I'll make it simple. L-.15L = L(1-.15) .85L (which can be interpreted as 85% of L). This can be done with W as well. After you've done that, find the new area in terms of L and W. Then you should be able to compute the percentage off from the original area.

10. Jun 1, 2008

### SBains88

Is x the percentage that comes off of 100%? So would it be 85%?

11. Jun 1, 2008

### konthelion

I was just using x to test what you've already know about percentage. In this case, x=L. If you are taking a percentage of a number, so you must convert that percentage into a decimal and multiply by that number. Since you are taking 15% off, then you must subtract from the original number
i.e. number - .15*number which is the same as .85* number

12. Jun 1, 2008

### SBains88

so would the width and the length come out to have the same number? .85L and .85W? How would I compute the existing area based off the original area without have containing a variable in the problem?

13. Jun 1, 2008

### konthelion

No, you can not assume that L=W. You don't need to know the numerical value... for the area nor the width or length.

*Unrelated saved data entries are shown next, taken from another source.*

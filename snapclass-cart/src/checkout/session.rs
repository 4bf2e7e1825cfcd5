//! Checkout session state machine
//!
//! ```text
//! begin_checkout()            -> order number (generated once, persisted)
//! request_payment_intent()    -> frozen OrderSnapshot + gateway credentials
//! confirm_payment(creds)      -> Completed: clear cart, report digital lines
//!                                Cancelled/Failed: cart and snapshot untouched
//! ```
//!
//! Any failure leaves the cart intact and reuses the same order number
//! on retry. True idempotency is the backend's job; the client-side
//! number is a display token.

use super::{
    BuyerIdentity, CheckoutError, CompletedCheckout, OrderApi, PaymentGateway, PaymentOutcome,
};
use crate::pricing;
use crate::store::{CartStorage, CartStore};
use parking_lot::RwLock;
use rand::Rng;
use rust_decimal::Decimal;
use shared::client::{OrderCreateRequest, PaymentSheetCredentials};
use shared::models::{OrderLine, OrderSnapshot};
use shared::money::DEFAULT_TAX_RATE;
use shared::util::now_millis;
use std::sync::Arc;
use std::sync::atomic::{AtomicBool, Ordering};

/// Default order-number prefix
const DEFAULT_ORDER_PREFIX: &str = "SC";

/// Intent returned by the backend, held until the sheet resolves
struct PendingIntent {
    snapshot: OrderSnapshot,
    order_id: String,
}

/// Checkout session
///
/// One per app session, same lifetime as the cart store it wraps.
pub struct CheckoutSession {
    store: Arc<CartStore>,
    api: Arc<dyn OrderApi>,
    gateway: Arc<dyn PaymentGateway>,
    /// Same database as the cart, separate single-writer slot
    storage: CartStorage,
    order_prefix: String,
    tax_rate: Decimal,
    buyer: RwLock<Option<BuyerIdentity>>,
    order_number: RwLock<Option<String>>,
    /// Set on successful payment; the number stays visible for the
    /// confirmation screen but the next checkout mints a fresh one
    completed: AtomicBool,
    pending: RwLock<Option<PendingIntent>>,
}

impl CheckoutSession {
    /// Create a session, restoring a persisted order number if a
    /// checkout was interrupted by an app restart
    pub fn new(
        store: Arc<CartStore>,
        api: Arc<dyn OrderApi>,
        gateway: Arc<dyn PaymentGateway>,
    ) -> Self {
        let storage = store.storage().clone();
        let order_number = match storage.load_order_number() {
            Ok(number) => {
                if let Some(n) = &number {
                    tracing::info!(order_number = %n, "restored pending checkout");
                }
                number
            }
            Err(e) => {
                tracing::warn!(error = %e, "failed to load persisted order number");
                None
            }
        };
        Self {
            store,
            api,
            gateway,
            storage,
            order_prefix: DEFAULT_ORDER_PREFIX.to_string(),
            tax_rate: DEFAULT_TAX_RATE,
            buyer: RwLock::new(None),
            order_number: RwLock::new(order_number),
            completed: AtomicBool::new(false),
            pending: RwLock::new(None),
        }
    }

    /// Set the tax rate (fraction, e.g. 0.20)
    pub fn with_tax_rate(mut self, tax_rate: Decimal) -> Self {
        self.tax_rate = tax_rate;
        self
    }

    /// Set the order-number prefix
    pub fn with_order_prefix(mut self, prefix: impl Into<String>) -> Self {
        self.order_prefix = prefix.into();
        self
    }

    // ========== Buyer ==========

    pub fn set_buyer(&self, buyer: BuyerIdentity) {
        *self.buyer.write() = Some(buyer);
    }

    pub fn clear_buyer(&self) {
        *self.buyer.write() = None;
    }

    // ========== Order Number ==========

    /// Current order number, if a checkout has begun
    ///
    /// After a successful payment this keeps returning the completed
    /// order's number until the next checkout begins.
    pub fn order_number(&self) -> Option<String> {
        self.order_number.read().clone()
    }

    /// Lazily generate the order number for this checkout session
    ///
    /// Generated once and persisted, so an app restart mid-checkout
    /// reuses the same identifier instead of minting a duplicate. A
    /// number left over from a completed order is replaced.
    pub fn begin_checkout(&self) -> String {
        if self.completed.swap(false, Ordering::SeqCst) {
            *self.order_number.write() = None;
        }
        if let Some(number) = self.order_number.read().clone() {
            return number;
        }
        let number = format!(
            "{}-{}-{}",
            self.order_prefix,
            now_millis(),
            rand::thread_rng().gen_range(0..1000)
        );
        *self.order_number.write() = Some(number.clone());
        if let Err(e) = self.storage.save_order_number(&number) {
            tracing::warn!(error = %e, "failed to persist order number");
        }
        tracing::info!(order_number = %number, "checkout started");
        number
    }

    /// Abandon the current checkout and start fresh
    ///
    /// The next [`begin_checkout`](Self::begin_checkout) generates a new
    /// order number.
    pub fn reset(&self) {
        *self.order_number.write() = None;
        *self.pending.write() = None;
        self.completed.store(false, Ordering::SeqCst);
        if let Err(e) = self.storage.clear_order_number() {
            tracing::warn!(error = %e, "failed to clear order number slot");
        }
    }

    // ========== Payment ==========

    /// Freeze an order snapshot and request a payment intent
    ///
    /// Preconditions: a buyer session exists, the cart is non-empty and
    /// every physical entry has a photo bound. The cart is untouched on
    /// any failure; a retry reuses the same order number.
    pub async fn request_payment_intent(
        &self,
    ) -> Result<PaymentSheetCredentials, CheckoutError> {
        let buyer = self
            .buyer
            .read()
            .clone()
            .ok_or(CheckoutError::NotAuthenticated)?;

        let entries = self.store.list();
        if entries.is_empty() {
            return Err(CheckoutError::EmptyCart);
        }
        if let Some(entry) = entries.iter().find(|e| !e.is_checkout_ready()) {
            return Err(CheckoutError::IncompleteSelection(entry.item_id.clone()));
        }

        let order_number = self.begin_checkout();
        let totals = pricing::totals(&entries, self.tax_rate);
        let snapshot = OrderSnapshot {
            order_number: order_number.clone(),
            line_items: entries.iter().map(OrderLine::from).collect(),
            subtotal: totals.subtotal,
            tax: totals.tax,
            total: totals.total,
            created_at: now_millis(),
        };

        let request = OrderCreateRequest {
            amount: snapshot.total,
            buyer_id: buyer.id,
            buyer_name: buyer.name,
            buyer_email: buyer.email,
            order_number: order_number.clone(),
            items: snapshot.line_items.iter().map(Into::into).collect(),
        };

        tracing::info!(
            order_number = %order_number,
            amount = request.amount,
            items = request.items.len(),
            "requesting payment intent"
        );
        let response = self.api.create_order(&request).await?;

        let credentials = response.credentials();
        *self.pending.write() = Some(PendingIntent {
            snapshot,
            order_id: response.order_id,
        });
        Ok(credentials)
    }

    /// Present the payment sheet and finalize on success
    ///
    /// On success the cart is cleared and the persisted order-number
    /// slot released; the number itself stays visible until the next
    /// checkout begins. The returned [`CompletedCheckout`] carries the
    /// digital lines for the download prompt. On cancellation or
    /// gateway failure nothing is touched, so the user can retry.
    pub async fn confirm_payment(
        &self,
        credentials: &PaymentSheetCredentials,
    ) -> Result<CompletedCheckout, CheckoutError> {
        if self.pending.read().is_none() {
            return Err(CheckoutError::NoPendingIntent);
        }

        match self.gateway.present(credentials).await {
            PaymentOutcome::Completed => {
                let pending = self
                    .pending
                    .write()
                    .take()
                    .ok_or(CheckoutError::NoPendingIntent)?;
                let order_number = pending.snapshot.order_number.clone();
                let digital_items = pending.snapshot.digital_lines();

                self.store.clear();
                self.completed.store(true, Ordering::SeqCst);
                // Release only the persisted slot; a restart after a
                // completed order must not resurrect its number
                if let Err(e) = self.storage.clear_order_number() {
                    tracing::warn!(error = %e, "failed to clear order number slot");
                }

                tracing::info!(
                    order_number = %order_number,
                    order_id = %pending.order_id,
                    digital_items = digital_items.len(),
                    "payment completed"
                );
                Ok(CompletedCheckout {
                    order_number,
                    order_id: pending.order_id,
                    digital_items,
                })
            }
            PaymentOutcome::Cancelled => {
                tracing::debug!("payment sheet dismissed by user");
                Err(CheckoutError::UserCancelled)
            }
            PaymentOutcome::Failed(message) => {
                tracing::warn!(error = %message, "payment sheet reported failure");
                Err(CheckoutError::Gateway(message))
            }
        }
    }
}

impl std::fmt::Debug for CheckoutSession {
    fn fmt(&self, f: &mut std::fmt::Formatter<'_>) -> std::fmt::Result {
        f.debug_struct("CheckoutSession")
            .field("order_number", &self.order_number.read())
            .finish_non_exhaustive()
    }
}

You are figuring out the percentage change in area.
Old Area = LxW.
Okay, good. Since you've now know that the New Area=(.85L)(.85W), simplify this equation. Use basic algebra. Then, use the definition of a percentage change and find it.

i.e. $$change_{area} = \frac{Area_{new}-Area_{old}}{Area_{old}}*100$$

I'm sleepy. You can figure this out by yourself. It's straightforward.

Last edited: Jun 1, 2008